🤖 AI Summary
Users often struggle to understand and correctly configure privacy preferences, and Android applications frequently exhibit discrepancies between their declared data collection practices and actual permission usage. This work proposes the first user-centric platform that integrates multi-agent large language models with retrieval-augmented generation (RAG) to automatically detect inconsistencies between app permission requests and privacy policies. By combining sensitive data flow analysis with Android permission inspection, the system delivers interpretable, real-time, on-device alerts. Evaluated across 2,347 applications and 200 users, the approach revealed that only 16% of apps demonstrated full consistency between stated and actual privacy practices, underscoring both the effectiveness of the method and the widespread prevalence of real-world privacy risks.
📝 Abstract
Mobile apps offer significant benefits, but their privacy protections often remain ineffective and confusing for users. While prior work mainly analyzes app privacy vulnerabilities, few approaches help users understand, set, and enforce their privacy preferences.
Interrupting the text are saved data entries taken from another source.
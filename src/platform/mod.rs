//! Platform abstraction layer
//!
//! Browser-side implementations of the core's seams:
//! - Storage (LocalStorage)
//! - User prompts (`confirm` / `alert`)
//! - File download and page reload

#[cfg(target_arch = "wasm32")]
pub mod web;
This paper presents PrivacyAssist, a multi-agent LLM-based platform that detects inconsistencies between user-granted permissions and developers' declared sensitive data collection and sharing practices. Using Retrieval-Augmented Generation (RAG), PrivacyAssist provides concise explanations and real-time on-device warnings to support informed installation decisions. We evaluate PrivacyAssist with 200 users and 2,347 Android apps, finding that only 16% of apps are fully consistent between granted permissions and declared data practices.